When I first became interested in biodynamics, I attended several introductory classes at different schools. While there were differences in how the teachers introduced the work, the one similarity they all shared was that the concept of “The Neutral” was the first major topic covered. It was with good reason that neutrality was discussed first in these intro classes. It is a fundamental door through which one must enter to encounter meaningful contact with the deeper forces of transmutation that biodynamics aims to access. I have noticed recently that the topic of the client’s neutral has taken lower priority in some biodynamic curriculums. This causes me some concern, as I think we need to be careful not to marginalizing the neutral.

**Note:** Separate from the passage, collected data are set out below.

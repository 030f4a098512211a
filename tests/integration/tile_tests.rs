//! Tile fetches, the microcache fast path, pixel regions, and the opaque
//! tile handle.

use tilecache::pixel::bytes_to_f32_slice;
use tilecache::{AttrValue, CacheError, PixelFormat};

use super::test_utils::{cache_with, constant_image, gradient_u8, image_from_fn, MockFactory};

#[test]
fn test_tile_fetch_and_microcache_counters() {
    let factory = MockFactory::new();
    factory.add(
        "a.tif",
        image_from_fn(256, 256, 64, 3, PixelFormat::U8, &gradient_u8),
    );
    let cache = cache_with(&factory);

    let tile = cache.get_tile("a.tif", 0, 0, 0, 0).expect("tile");
    let stats = cache.statistics();
    assert_eq!(stats.find_tile_calls, 1);
    assert_eq!(stats.find_tile_microcache_misses, 1);
    assert_eq!(stats.find_tile_cache_misses, 1);
    cache.release_tile(tile);

    // Same tile again, same thread: the microcache serves it with neither
    // miss counter moving.
    let tile = cache.get_tile("a.tif", 0, 0, 0, 0).expect("tile");
    let stats = cache.statistics();
    assert_eq!(stats.find_tile_calls, 2);
    assert_eq!(stats.find_tile_microcache_misses, 1);
    assert_eq!(stats.find_tile_cache_misses, 1);
    cache.release_tile(tile);
}

#[test]
fn test_microcache_holds_two_tiles() {
    let factory = MockFactory::new();
    factory.add(
        "a.tif",
        image_from_fn(256, 256, 64, 1, PixelFormat::U8, &gradient_u8),
    );
    let cache = cache_with(&factory);

    // Alternate between two tiles: after each is fetched once, the two-slot
    // microcache absorbs every further lookup.
    for _ in 0..3 {
        let t0 = cache.get_tile("a.tif", 0, 0, 0, 0).expect("tile");
        cache.release_tile(t0);
        let t1 = cache.get_tile("a.tif", 0, 64, 0, 0).expect("tile");
        cache.release_tile(t1);
    }
    let stats = cache.statistics();
    assert_eq!(stats.find_tile_calls, 6);
    assert_eq!(stats.find_tile_microcache_misses, 2);
    assert_eq!(stats.find_tile_cache_misses, 2);
}

#[test]
fn test_get_tile_snaps_to_tile_origin() {
    let factory = MockFactory::new();
    factory.add(
        "a.tif",
        image_from_fn(256, 256, 64, 1, PixelFormat::U8, &gradient_u8),
    );
    let cache = cache_with(&factory);

    // (70, 5) lies in the tile at (64, 0); fetching by interior coordinates
    // and by origin is the same tile.
    let by_interior = cache.get_tile("a.tif", 0, 70, 5, 0).expect("tile");
    cache.release_tile(by_interior);
    let by_origin = cache.get_tile("a.tif", 0, 64, 0, 0).expect("tile");
    cache.release_tile(by_origin);
    let stats = cache.statistics();
    assert_eq!(stats.find_tile_cache_misses, 1);
}

#[test]
fn test_tile_pixels_content() {
    let factory = MockFactory::new();
    factory.add(
        "a.tif",
        constant_image(128, 128, 64, 3, PixelFormat::U8, 1.0),
    );
    let cache = cache_with(&factory);

    let tile = cache.get_tile("a.tif", 0, 0, 0, 0).expect("tile");
    assert!(tile.valid());
    let (pixels, format) = cache.tile_pixels(&tile);
    assert_eq!(format, PixelFormat::U8);
    assert_eq!(pixels.len(), 64 * 64 * 3);
    assert!(pixels.iter().all(|&b| b == 255));
    cache.release_tile(tile);
}

#[test]
fn test_get_pixels_values_and_roundtrip() {
    let factory = MockFactory::new();
    factory.add(
        "a.tif",
        image_from_fn(256, 256, 64, 3, PixelFormat::U8, &gradient_u8),
    );
    let cache = cache_with(&factory);

    // A region spanning a tile boundary.
    let (x0, x1, y0, y1) = (60, 70, 62, 66);
    let npixels = ((x1 - x0) * (y1 - y0)) as usize;
    let mut first = vec![0u8; npixels * 3 * 4];
    cache
        .get_pixels("a.tif", 0, x0, x1, y0, y1, 0, 1, PixelFormat::F32, &mut first)
        .unwrap();

    let mut values = vec![0f32; npixels * 3];
    bytes_to_f32_slice(&first, &mut values);
    let mut i = 0;
    for y in y0..y1 {
        for x in x0..x1 {
            for c in 0..3 {
                let expected = gradient_u8(x, y, c);
                assert!(
                    (values[i] - expected).abs() < 1.0 / 255.0,
                    "pixel ({x}, {y}) channel {c}: got {}, expected {expected}",
                    values[i]
                );
                i += 1;
            }
        }
    }

    // Re-requesting the same region yields identical bytes.
    let mut second = vec![0u8; npixels * 3 * 4];
    cache
        .get_pixels("a.tif", 0, x0, x1, y0, y1, 0, 1, PixelFormat::F32, &mut second)
        .unwrap();
    assert_eq!(first, second);
}

#[test]
fn test_get_pixels_read_failure_zero_fills_and_reports() {
    let factory = MockFactory::new();
    let mut image = constant_image(64, 64, 32, 1, PixelFormat::U8, 1.0);
    image.fail_reads = true;
    factory.add("flaky.tif", image);
    let cache = cache_with(&factory);

    let mut out = vec![0xAAu8; 16];
    let result = cache.get_pixels("flaky.tif", 0, 0, 4, 0, 4, 0, 1, PixelFormat::U8, &mut out);
    assert!(matches!(result, Err(CacheError::ReadFailed(_))));
    assert!(out.iter().all(|&b| b == 0), "pixels should be zero-filled");
}

#[test]
fn test_get_pixels_buffer_too_small() {
    let factory = MockFactory::new();
    factory.add(
        "a.tif",
        constant_image(64, 64, 32, 3, PixelFormat::U8, 0.5),
    );
    let cache = cache_with(&factory);

    let mut out = vec![0u8; 4];
    assert!(matches!(
        cache.get_pixels("a.tif", 0, 0, 8, 0, 8, 0, 1, PixelFormat::U8, &mut out),
        Err(CacheError::ReadFailed(_))
    ));
}

#[test]
fn test_tile_handle_survives_eviction() {
    let factory = MockFactory::new();
    factory.add(
        "a.tif",
        constant_image(512, 512, 64, 3, PixelFormat::U8, 1.0),
    );
    let cache = cache_with(&factory);
    // Budget of one tile: every new read evicts the previous one.
    cache.attribute(
        "max_memory_MB",
        AttrValue::Float((64 * 64 * 3 + 1024) as f32 / (1024.0 * 1024.0)),
    );

    let held = cache.get_tile("a.tif", 0, 0, 0, 0).expect("tile");
    for ty in 0..4 {
        for tx in 0..4 {
            let t = cache.get_tile("a.tif", 0, tx * 64, ty * 64, 0).expect("tile");
            cache.release_tile(t);
        }
    }
    // The held handle still reads its original pixels.
    let (pixels, _) = cache.tile_pixels(&held);
    assert!(pixels.iter().all(|&b| b == 255));
    cache.release_tile(held);
}

#[test]
fn test_get_tile_on_broken_file_is_none() {
    let factory = MockFactory::new();
    let mut image = constant_image(64, 64, 32, 1, PixelFormat::U8, 0.0);
    image.fail_open = true;
    factory.add("bad.tif", image);
    let cache = cache_with(&factory);

    assert!(cache.get_tile("bad.tif", 0, 0, 0, 0).is_none());
    assert!(!cache.geterror().is_empty());
}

Due to politics and a continued effort to respectfully distance themselves from Osteopaths, some modern biodynamic teachers are now using the term “holistic shift” to describe the same phenomenon traditionally known as “the patient’s neutral.” For our purposes here I will use the term neutral. This is mainly out of habit, but also because I believe it is a more descriptive and functional term.
In this post I will briefly discuss the concept of the neutral. A following post will elaborate on a few common challenges to its expression that we see in clinical practice.
The general attitude of the system when it moves into neutral is one of “giving up the fight” or “acceptance” of the struggle within itself.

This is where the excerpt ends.